Lake in Washington, United States

Lake Kanim is a set of small freshwater lakes located on a clif of the south skirt of Lennox Mountain, in King County, Washington. Lake Kanim is the nascent source of the North Fork of the Snoqualmie River. The lake and its accompanying waterfall were named after Jerry Kanim who was the leader of Snoqualmie people.

== Location ==
Lake Kanim sits in a bowl formed by a ridge that connects Lennox Mountain and Canoe Peak. Shortly after the outflow, the river plunges into 280 ft Kanim Falls, the biggest waterfall of the North Fork Snoqualmie River.

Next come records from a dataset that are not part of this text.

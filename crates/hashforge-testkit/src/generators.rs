//! Proptest generators for property-based testing.

use proptest::prelude::*;

use hashforge_algo::{catalog, Algorithm, AlgorithmId};

/// Generate a random compiled-in (non-sentinel) identifier.
pub fn algorithm_id() -> impl Strategy<Value = AlgorithmId> {
    proptest::sample::select(AlgorithmId::all())
}

/// Generate a random valid algorithm value.
pub fn algorithm() -> impl Strategy<Value = Algorithm> {
    algorithm_id().prop_map(Algorithm::new)
}

/// Every alias string in the catalog (canonical and short), paired with
/// the identifier it must resolve to.
pub fn known_aliases() -> Vec<(&'static str, AlgorithmId)> {
    let mut aliases = Vec::new();
    for entry in catalog::entries() {
        aliases.push((entry.name, entry.id));
        if let Some(short) = entry.short_name {
            aliases.push((short, entry.id));
        }
    }
    aliases
}

/// Generate a catalog alias with randomly flipped ASCII case, paired with
/// the identifier it must still resolve to.
pub fn case_mangled_alias() -> impl Strategy<Value = (String, AlgorithmId)> {
    proptest::sample::select(known_aliases()).prop_flat_map(|(alias, id)| {
        let flips = proptest::collection::vec(any::<bool>(), alias.len());
        flips.prop_map(move |flips| {
            let mangled = alias
                .chars()
                .zip(flips)
                .map(|(c, flip)| {
                    if flip {
                        c.to_ascii_uppercase()
                    } else {
                        c.to_ascii_lowercase()
                    }
                })
                .collect();
            (mangled, id)
        })
    })
}

/// Generate strings that are not aliases of anything.
pub fn junk_alias() -> impl Strategy<Value = String> {
    "[a-z0-9/_-]{1,24}".prop_filter("must not be a known alias", |s| {
        !known_aliases()
            .iter()
            .any(|(alias, _)| alias.eq_ignore_ascii_case(s))
    })
}
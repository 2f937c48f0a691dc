//! Property-based tests over the whole compiled-in identifier set.

use proptest::prelude::*;

use hashforge_algo::{catalog, Algorithm, AlgorithmId, Family};
use hashforge_testkit::generators;

proptest! {
    #[test]
    fn prop_case_mangled_aliases_still_resolve(
        (alias, id) in generators::case_mangled_alias()
    ) {
        prop_assert_eq!(catalog::parse(Some(&alias)), id);
    }

    #[test]
    fn prop_junk_never_resolves(alias in generators::junk_alias()) {
        prop_assert_eq!(catalog::parse(Some(&alias)), AlgorithmId::Invalid);
    }

    #[test]
    fn prop_name_round_trips(id in generators::algorithm_id(), short in any::<bool>()) {
        let name = catalog::name(id, short);
        prop_assert_eq!(catalog::parse(Some(name)), id);
    }

    #[test]
    fn prop_metadata_is_a_pure_function_of_the_id(id in generators::algorithm_id()) {
        let a = Algorithm::new(id);
        let b = Algorithm::new(id);
        prop_assert_eq!(a.l2(), b.l2());
        prop_assert_eq!(a.l3(), b.l3());
        prop_assert_eq!(a.max_intensity(), b.max_intensity());
        prop_assert_eq!(a.family(), b.family());
    }

    #[test]
    fn prop_valid_algorithms_classify_and_serialize(algorithm in generators::algorithm()) {
        prop_assert!(algorithm.is_valid());
        prop_assert_ne!(algorithm.family(), Family::Unknown);

        let json = serde_json::to_string(&algorithm).unwrap();
        let back: Algorithm = serde_json::from_str(&json).unwrap();
        prop_assert_eq!(back, algorithm);
    }

    #[test]
    fn prop_l3_is_nonzero_for_real_algorithms(id in generators::algorithm_id()) {
        // Every compiled-in variant has a documented working set.
        prop_assert!(Algorithm::new(id).l3() > 0, "{:?}", id);
    }
}
//! The `Algorithm` value type: one identifier plus derived metadata.
//!
//! An `Algorithm` stores nothing but its identifier. Family, working-set
//! sizes, and the intensity limit are computed on demand and are pure
//! functions of the identifier, so two values built from the same id always
//! agree on every query.

use std::fmt;
use std::str::FromStr;

use serde::de::{Deserialize, Deserializer};
use serde::ser::{Serialize, Serializer};

use crate::catalog;
use crate::cn;
use crate::error::ParseAlgorithmError;
use crate::family::Family;
use crate::id::AlgorithmId;

/// A hash-algorithm selection, possibly invalid.
///
/// The default value wraps [`AlgorithmId::Invalid`] and means "no
/// algorithm selected"; callers must not proceed with algorithm-dependent
/// work while [`is_valid`](Algorithm::is_valid) is false.
#[derive(Debug, Clone, Copy, PartialEq, Eq, Hash, Default)]
pub struct Algorithm(pub AlgorithmId);

impl Algorithm {
    /// Wrap an identifier.
    pub const fn new(id: AlgorithmId) -> Self {
        Self(id)
    }

    /// Resolve an alias (absent, empty, or unrecognized input yields the
    /// invalid value). See [`catalog::parse`].
    pub fn parse(name: Option<&str>) -> Self {
        Self(catalog::parse(name))
    }

    /// The wrapped identifier.
    pub const fn id(self) -> AlgorithmId {
        self.0
    }

    /// Whether a real algorithm is selected.
    pub fn is_valid(self) -> bool {
        self.0.is_valid()
    }

    /// Whether the algorithm belongs to one of the CryptoNight families.
    pub fn is_cn(self) -> bool {
        self.family().is_cn()
    }

    /// The family this algorithm belongs to; `Unknown` for the sentinels.
    pub fn family(self) -> Family {
        Family::of(self.0)
    }

    /// Canonical display name, or `"invalid"`.
    pub fn name(self) -> &'static str {
        catalog::name(self.0, false)
    }

    /// Short display name where one exists, canonical otherwise;
    /// `"invalid"` for unresolvable ids.
    pub fn short_name(self) -> &'static str {
        catalog::name(self.0, true)
    }

    /// Secondary-cache working-set bytes. Nonzero only for the RandomX
    /// family, with a fixed size per variant.
    pub fn l2(self) -> usize {
        #[cfg(feature = "randomx")]
        {
            use AlgorithmId::*;
            match self.0 {
                Rx0 | RxLoki => return 0x40000,
                RxWow => return 0x20000,
                RxArq => return 0x10000,
                _ => {}
            }
        }

        0
    }

    /// Primary working-set bytes required per concurrent instance.
    ///
    /// CryptoNight families delegate to the per-variant size table in
    /// [`cn`]; RandomX and Argon2 variants have fixed documented sizes;
    /// everything else (including the sentinels) is zero.
    pub fn l3(self) -> usize {
        let family = self.family();
        if family.is_cn() {
            return cn::memory(self.0);
        }

        #[cfg(feature = "randomx")]
        if family == Family::RandomX {
            use AlgorithmId::*;
            const ONE_MIB: usize = 0x100000;
            return match self.0 {
                Rx0 | RxLoki => 2 * ONE_MIB,
                RxWow => ONE_MIB,
                RxArq => ONE_MIB / 4,
                _ => 0,
            };
        }

        #[cfg(feature = "argon2")]
        if family == Family::Argon2 {
            use AlgorithmId::*;
            const ONE_MIB: usize = 0x100000;
            return match self.0 {
                Ar2Chukwa => ONE_MIB / 2,
                Ar2Wrkz => ONE_MIB / 4,
                _ => 0,
            };
        }

        0
    }

    /// Maximum concurrent hashing lanes per execution unit.
    ///
    /// 1 for RandomX and Argon2 variants, and for CryptoNight-GPU with its
    /// dedicated accelerator state; 5 for the cache-friendly CryptoNight
    /// variants.
    pub fn max_intensity(self) -> u32 {
        #[cfg(feature = "randomx")]
        if self.family() == Family::RandomX {
            return 1;
        }

        #[cfg(feature = "argon2")]
        if self.family() == Family::Argon2 {
            return 1;
        }

        #[cfg(feature = "cn-gpu")]
        if self.0 == AlgorithmId::CnGpu {
            return 1;
        }

        5
    }
}

impl From<AlgorithmId> for Algorithm {
    fn from(id: AlgorithmId) -> Self {
        Self(id)
    }
}

impl From<Algorithm> for AlgorithmId {
    fn from(algorithm: Algorithm) -> Self {
        algorithm.0
    }
}

// Total conversion: unrecognized names yield the invalid value. The
// fallible counterpart is `FromStr`; an explicit `TryFrom<&str>` would
// collide with core's blanket impl derived from this one.
impl From<&str> for Algorithm {
    fn from(name: &str) -> Self {
        Self::parse(Some(name))
    }
}

impl FromStr for Algorithm {
    type Err = ParseAlgorithmError;

    fn from_str(s: &str) -> Result<Self, Self::Err> {
        if s.is_empty() {
            return Err(ParseAlgorithmError::Empty);
        }

        let algorithm = Self::parse(Some(s));
        if algorithm.is_valid() {
            Ok(algorithm)
        } else {
            Err(ParseAlgorithmError::UnknownAlgorithm(s.to_owned()))
        }
    }
}

impl fmt::Display for Algorithm {
    fn fmt(&self, f: &mut fmt::Formatter<'_>) -> fmt::Result {
        f.write_str(self.short_name())
    }
}

/// Serializes as the short name string when valid, null otherwise. This is
/// the only externally serialized form of an algorithm selection.
impl Serialize for Algorithm {
    fn serialize<S>(&self, serializer: S) -> Result<S::Ok, S::Error>
    where
        S: Serializer,
    {
        if self.is_valid() {
            serializer.serialize_str(self.short_name())
        } else {
            serializer.serialize_none()
        }
    }
}

impl<'de> Deserialize<'de> for Algorithm {
    fn deserialize<D>(deserializer: D) -> Result<Self, D::Error>
    where
        D: Deserializer<'de>,
    {
        let name = Option::<String>::deserialize(deserializer)?;
        Ok(Self::parse(name.as_deref()))
    }
}

#[cfg(test)]
mod tests {
    use super::*;

    #[test]
    fn test_parse_cn1_scenario() {
        let algorithm = Algorithm::parse(Some("cn/1"));
        assert_eq!(algorithm.id(), AlgorithmId::Cn1);
        assert_eq!(algorithm.family(), Family::Cn);
        assert!(algorithm.is_cn());
        assert_eq!(algorithm.max_intensity(), 5);
    }

    #[test]
    #[cfg(feature = "randomx")]
    fn test_random_wow_scenario() {
        let algorithm = Algorithm::parse(Some("RandomWOW"));
        assert_eq!(algorithm.id(), AlgorithmId::RxWow);
        assert_eq!(algorithm.l2(), 0x20000);
        assert_eq!(algorithm.l3(), 0x100000);
        assert_eq!(algorithm.max_intensity(), 1);
    }

    #[test]
    fn test_invalid_algorithm() {
        let algorithm = Algorithm::parse(None);
        assert!(!algorithm.is_valid());
        assert_eq!(algorithm.family(), Family::Unknown);
        assert_eq!(algorithm.l2(), 0);
        assert_eq!(algorithm.l3(), 0);
        assert_eq!(algorithm.name(), "invalid");
        assert_eq!(algorithm, Algorithm::default());
    }

    #[test]
    fn test_queries_are_pure() {
        for &id in AlgorithmId::all() {
            let a = Algorithm::new(id);
            let b = Algorithm::new(id);
            assert_eq!(a.l2(), b.l2());
            assert_eq!(a.l3(), b.l3());
            assert_eq!(a.max_intensity(), b.max_intensity());
            assert_eq!(a.family(), b.family());
        }
    }

    #[test]
    fn test_cn_l3_matches_working_set_table() {
        for &id in AlgorithmId::all() {
            let algorithm = Algorithm::new(id);
            if algorithm.is_cn() {
                assert_eq!(algorithm.l3(), crate::cn::memory(id));
                assert_ne!(algorithm.l3(), 0);
            }
        }
    }

    #[test]
    fn test_intensity_limits() {
        for &id in AlgorithmId::all() {
            let algorithm = Algorithm::new(id);
            let expected = match algorithm.family() {
                #[cfg(feature = "randomx")]
                Family::RandomX => 1,
                #[cfg(feature = "argon2")]
                Family::Argon2 => 1,
                #[cfg(feature = "cn-gpu")]
                _ if id == AlgorithmId::CnGpu => 1,
                _ => 5,
            };
            assert_eq!(algorithm.max_intensity(), expected, "{id:?}");
        }
    }

    #[test]
    fn test_display_uses_short_name() {
        // First catalog row carrying the id wins, so the bare legacy
        // alias displays as the versioned short name.
        assert_eq!(Algorithm::parse(Some("cryptonight")).to_string(), "cn/0");
        assert_eq!(Algorithm::parse(Some("cn/half")).to_string(), "cn/half");
        assert_eq!(Algorithm::default().to_string(), "invalid");
    }

    #[test]
    fn test_string_conversions_agree() {
        let from: Algorithm = Algorithm::from("cn/2");
        assert_eq!(from.id(), AlgorithmId::Cn2);

        // TryFrom comes from the blanket impl over From<&str>.
        let tried = Algorithm::try_from("cn/2").unwrap();
        assert_eq!(tried, from);

        // From is total where FromStr is fallible.
        assert!(!Algorithm::from("bogus").is_valid());
        assert!("bogus".parse::<Algorithm>().is_err());
    }

    #[test]
    fn test_from_str_rejects_unknown() {
        assert_eq!("".parse::<Algorithm>(), Err(ParseAlgorithmError::Empty));
        assert_eq!(
            "bogus".parse::<Algorithm>(),
            Err(ParseAlgorithmError::UnknownAlgorithm("bogus".into()))
        );
        assert_eq!(
            "cn/half".parse::<Algorithm>(),
            Ok(Algorithm::new(AlgorithmId::CnHalf))
        );
    }

    #[test]
    fn test_serialize_valid_as_short_name() {
        let json = serde_json::to_string(&Algorithm::parse(Some("cryptonight/2"))).unwrap();
        assert_eq!(json, "\"cn/2\"");
    }

    #[test]
    fn test_serialize_invalid_as_null() {
        let json = serde_json::to_string(&Algorithm::default()).unwrap();
        assert_eq!(json, "null");
    }

    #[test]
    fn test_deserialize_round_trip() {
        for &id in AlgorithmId::all() {
            let algorithm = Algorithm::new(id);
            let json = serde_json::to_string(&algorithm).unwrap();
            let back: Algorithm = serde_json::from_str(&json).unwrap();
            assert_eq!(back, algorithm);
        }

        let back: Algorithm = serde_json::from_str("null").unwrap();
        assert!(!back.is_valid());
    }

    #[test]
    #[cfg(feature = "argon2")]
    fn test_short_name_without_short_alias() {
        let algorithm = Algorithm::parse(Some("argon2/wrkz"));
        assert_eq!(algorithm.short_name(), "argon2/wrkz");
        assert_eq!(algorithm.l3(), 0x40000);
        assert_eq!(algorithm.max_intensity(), 1);
    }
}
//! Error types for the fallible conversion surface.
//!
//! The core lookups (`parse`, `name`, `Family::of`, the size queries) are
//! total and report "no match" through sentinel values. Only the
//! `FromStr`/`TryFrom<&str>` conversions on [`Algorithm`](crate::Algorithm)
//! return errors.

use thiserror::Error;

/// Failure to convert a string into a valid [`Algorithm`](crate::Algorithm).
#[derive(Debug, Clone, PartialEq, Eq, Error)]
pub enum ParseAlgorithmError {
    #[error("empty algorithm name")]
    Empty,

    #[error("unknown algorithm: {0}")]
    UnknownAlgorithm(String),
}
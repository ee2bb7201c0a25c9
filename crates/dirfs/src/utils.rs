use {
    nix::unistd::{Gid, Group, Uid, User},
    std::{fs::Metadata, os::unix::prelude::*},
    stor9p::{dm, fs::FileInfo},
};

/// Split `proto!addr!port`.
pub fn parse_proto(arg: &str) -> Option<(&str, &str, &str)> {
    let mut split = arg.split('!');
    let (proto, addr, port) = (split.next()?, split.next()?, split.next()?);

    Some((proto, addr, port))
}

/// Kind and permission bits of a unix mode, in `Dir.mode` form.
pub fn dir_mode(attr: &Metadata) -> u32 {
    let typ = attr.file_type();
    let mode = attr.mode();

    let mut bits = mode & dm::PERM;
    if typ.is_dir() {
        bits |= dm::DIR;
    }
    if typ.is_symlink() {
        bits |= dm::SYMLINK;
    }
    if typ.is_block_device() || typ.is_char_device() {
        bits |= dm::DEVICE;
    }
    if typ.is_fifo() {
        bits |= dm::NAMEDPIPE;
    }
    if typ.is_socket() {
        bits |= dm::SOCKET;
    }
    if mode & 0o4000 != 0 {
        bits |= dm::SETUID;
    }
    if mode & 0o2000 != 0 {
        bits |= dm::SETGID;
    }
    bits
}

fn user_name(uid: u32) -> Option<String> {
    User::from_uid(Uid::from_raw(uid)).ok().flatten().map(|u| u.name)
}

fn group_name(gid: u32) -> Option<String> {
    Group::from_gid(Gid::from_raw(gid)).ok().flatten().map(|g| g.name)
}

pub fn file_info(name: String, attr: &Metadata) -> FileInfo {
    let uid = user_name(attr.uid());
    FileInfo {
        name,
        mode: dir_mode(attr),
        length: if attr.is_dir() { 0 } else { attr.len() },
        atime: attr.atime() as u32,
        mtime: attr.mtime() as u32,
        id: attr.ino(),
        muid: uid.clone(),
        uid,
        gid: group_name(attr.gid()),
    }
}

#[cfg(test)]
mod tests {
    use super::*;

    #[test]
    fn proto_triples() {
        assert_eq!(
            parse_proto("tcp!0.0.0.0!564"),
            Some(("tcp", "0.0.0.0", "564"))
        );
        assert_eq!(
            parse_proto("unix!/tmp/dirfs.sock!0"),
            Some(("unix", "/tmp/dirfs.sock", "0"))
        );
        assert_eq!(parse_proto("tcp!localhost"), None);
    }

    #[test]
    fn modes_of_real_files() {
        let dir = tempfile::tempdir().unwrap();
        let file = dir.path().join("plain");
        std::fs::write(&file, b"abc").unwrap();
        std::fs::set_permissions(&file, std::fs::Permissions::from_mode(0o640)).unwrap();

        let attr = std::fs::metadata(&file).unwrap();
        assert_eq!(dir_mode(&attr), 0o640);

        let info = file_info("plain".into(), &attr);
        assert_eq!(info.length, 3);
        assert_eq!(info.id, attr.ino());

        let attr = std::fs::metadata(dir.path()).unwrap();
        assert!(dir_mode(&attr) & dm::DIR != 0);
        assert_eq!(file_info("d".into(), &attr).length, 0);
    }
}
use crate::error;

pub type Result<T> = ::std::result::Result<T, error::Error>;

#[macro_export]
macro_rules! io_err {
    ($kind:ident, $msg:expr) => {
        ::std::io::Error::new(::std::io::ErrorKind::$kind, $msg)
    };
}

#[macro_export]
macro_rules! res {
    ($err:expr) => {
        Err(From::from($err))
    };
}
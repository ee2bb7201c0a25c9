use {
    clap::Parser,
    log::{error, info},
    std::{
        path::{Path, PathBuf},
        sync::Arc,
    },
    stor9p::{
        backend::Srv,
        fs::FsSrv,
        io_err,
        srv::{Config, serve_with_config},
        *,
    },
    tokio::net::{TcpListener, UnixListener},
};

mod osfs;
mod utils;
use crate::{osfs::OsFs, utils::parse_proto};

async fn srv_async_tcp<S: Srv>(srv: Arc<S>, addr: &str, config: Config) -> Result<()> {
    let listener = TcpListener::bind(addr).await?;

    loop {
        let (stream, peer) = listener.accept().await?;
        info!("accepted: {:?}", peer);

        let srv = srv.clone();
        tokio::spawn(async move {
            let (readhalf, writehalf) = stream.into_split();
            if let Err(e) = serve_with_config(srv, readhalf, writehalf, config).await {
                error!("Error: {}: {:?}", e, e);
            }
        });
    }
}

struct DeleteOnDrop {
    path: PathBuf,
    listener: UnixListener,
}

impl DeleteOnDrop {
    fn bind(path: impl AsRef<Path>) -> std::io::Result<Self> {
        let path = path.as_ref().to_owned();
        UnixListener::bind(&path).map(|listener| DeleteOnDrop { path, listener })
    }
}

impl std::ops::Deref for DeleteOnDrop {
    type Target = UnixListener;

    fn deref(&self) -> &Self::Target {
        &self.listener
    }
}

impl Drop for DeleteOnDrop {
    fn drop(&mut self) {
        if let Err(e) = std::fs::remove_file(&self.path) {
            eprintln!(
                "Warning: Failed to remove socket file {:?}: {}",
                self.path, e
            );
        }
    }
}

async fn srv_async_unix<S: Srv>(srv: Arc<S>, addr: impl AsRef<Path>, config: Config) -> Result<()> {
    use tokio::signal::unix::{SignalKind, signal};

    let listener = DeleteOnDrop::bind(addr)?;

    let mut sigterm = signal(SignalKind::terminate())?;
    let mut sigint = signal(SignalKind::interrupt())?;

    loop {
        tokio::select! {
            result = listener.accept() => {
                let (stream, peer) = result?;
                info!("accepted: {:?}", peer);

                let srv = srv.clone();
                tokio::spawn(async move {
                    let (readhalf, writehalf) = tokio::io::split(stream);
                    if let Err(e) = serve_with_config(srv, readhalf, writehalf, config).await {
                        error!("Error: {:?}", e);
                    }
                });
            }
            _ = sigterm.recv() => {
                info!("Received SIGTERM, shutting down gracefully");
                break;
            }
            _ = sigint.recv() => {
                info!("Received SIGINT, shutting down gracefully");
                break;
            }
        }
    }

    info!("Server shutdown complete");
    Ok(())
}

/// Listen on `proto!addr!port` and serve every connection with `srv`.
async fn srv_async<S: Srv>(srv: S, addr: &str, config: Config) -> Result<()> {
    let (proto, host, port) = parse_proto(addr)
        .ok_or_else(|| io_err!(InvalidInput, "Invalid protocol or address"))?;
    let listen_addr = format!("{}:{}", host, port);
    let srv = Arc::new(srv);

    match proto {
        "tcp" => srv_async_tcp(srv, &listen_addr, config).await,
        "unix" => srv_async_unix(srv, &listen_addr, config).await,
        _ => Err(From::from(io_err!(InvalidInput, "Protocol not supported"))),
    }
}

#[derive(Debug, clap::Parser)]
struct Cli {
    /// proto!address!port
    /// where: proto = tcp | unix
    address: String,

    /// Directory to export
    exportdir: PathBuf,

    /// Largest 9P message accepted, in bytes
    #[arg(long, default_value_t = Config::default().msize)]
    msize: u32,

    /// Requests handled concurrently per connection
    #[arg(long, default_value_t = Config::default().max_in_flight)]
    max_in_flight: usize,
}

async fn dirfs_main(
    Cli {
        address,
        exportdir,
        msize,
        max_in_flight,
    }: Cli,
) -> Result<i32> {
    osfs::check_root(&exportdir).await?;

    let config = Config {
        msize,
        max_in_flight,
    };

    println!("[*] Exporting {:?}", exportdir);
    println!("[*] Ready to accept clients: {}", address);
    srv_async(FsSrv::new(OsFs::new(exportdir)), &address, config)
        .await
        .and(Ok(0))
}

#[tokio::main]
async fn main() {
    env_logger::init();

    let exit_code = dirfs_main(Cli::parse()).await.unwrap_or_else(|e| {
        eprintln!("Error: {:?}", e);
        -1
    });

    std::process::exit(exit_code);
}

#[cfg(test)]
mod tests {
    use super::*;
    use stor9p::frame::{read_frame, write_frame};

    #[test]
    fn cli_defaults() {
        let cli = Cli::parse_from(["dirfs", "tcp!127.0.0.1!5640", "/srv/export"]);
        assert_eq!(cli.msize, Config::default().msize);
        assert_eq!(cli.max_in_flight, Config::default().max_in_flight);

        let cli = Cli::parse_from([
            "dirfs",
            "unix!/tmp/dirfs!0",
            "/srv/export",
            "--msize",
            "8216",
            "--max-in-flight",
            "4",
        ]);
        assert_eq!(cli.msize, 8216);
        assert_eq!(cli.max_in_flight, 4);
    }

    #[tokio::test]
    async fn rejects_unknown_protocols() {
        let srv = FsSrv::new(OsFs::new("/nonexistent"));
        let err = srv_async(srv, "udp!0.0.0.0!564", Config::default())
            .await
            .unwrap_err();
        assert_eq!(err.to_string(), "Protocol not supported");

        let srv = FsSrv::new(OsFs::new("/nonexistent"));
        assert!(srv_async(srv, "tcp", Config::default()).await.is_err());
    }

    #[tokio::test]
    async fn serves_over_tcp() {
        let dir = tempfile::tempdir().unwrap();
        std::fs::write(dir.path().join("motd"), b"welcome").unwrap();

        let listener = TcpListener::bind("127.0.0.1:0").await.unwrap();
        let addr = listener.local_addr().unwrap();
        drop(listener);

        let srv = FsSrv::new(OsFs::new(dir.path()));
        let listen = format!("tcp!{}!{}", addr.ip(), addr.port());
        tokio::spawn(async move { srv_async(srv, &listen, Config::default()).await });

        let mut stream = loop {
            match tokio::net::TcpStream::connect(addr).await {
                Ok(stream) => break stream,
                Err(_) => tokio::time::sleep(std::time::Duration::from_millis(10)).await,
            }
        };

        let requests = [
            FCall::TVersion {
                msize: 8192,
                version: P92000.to_owned(),
            },
            FCall::TAttach {
                fid: 0,
                afid: NOFID,
                uname: "glenda".to_owned(),
                aname: String::new(),
            },
            FCall::TWalk {
                fid: 0,
                newfid: 1,
                wnames: vec!["motd".to_owned()],
            },
            FCall::TOpen {
                fid: 1,
                mode: om::READ,
            },
            FCall::TRead {
                fid: 1,
                offset: 0,
                count: 100,
            },
        ];

        let mut last = None;
        for (tag, body) in requests.into_iter().enumerate() {
            write_frame(&mut stream, &Msg { tag: tag as u16, body })
                .await
                .unwrap();
            let resp = read_frame(&mut stream, 8192).await.unwrap().unwrap();
            assert_eq!(resp.tag, tag as u16);
            last = Some(resp.body);
        }

        assert_eq!(
            last,
            Some(FCall::RRead {
                data: Data(b"welcome".to_vec())
            })
        );
    }
}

Bear Lakes and Bear Creek is a short distance south over Canoe Peak, while Coney Lake is to the east and Paradise Lakes, at the foot of Bare Mountain (5200 ft), is to the west of Lake Kanim.

== Mining ==
Lake Kanim is located in a prominent mining location. South of the lake, East of Canoe Peak is the Brooklyn claims. The mine is just above the Coney Mine on a ridge dividing the Miller River and the North Fork of the Snoqualmie River. The mine had two veins, 25' and 10' wide, with paystreaks 2'-4' wide. The Brooklyn claim on Money Creek is nearby. The ore reported includes chalcopyrites and pyrites.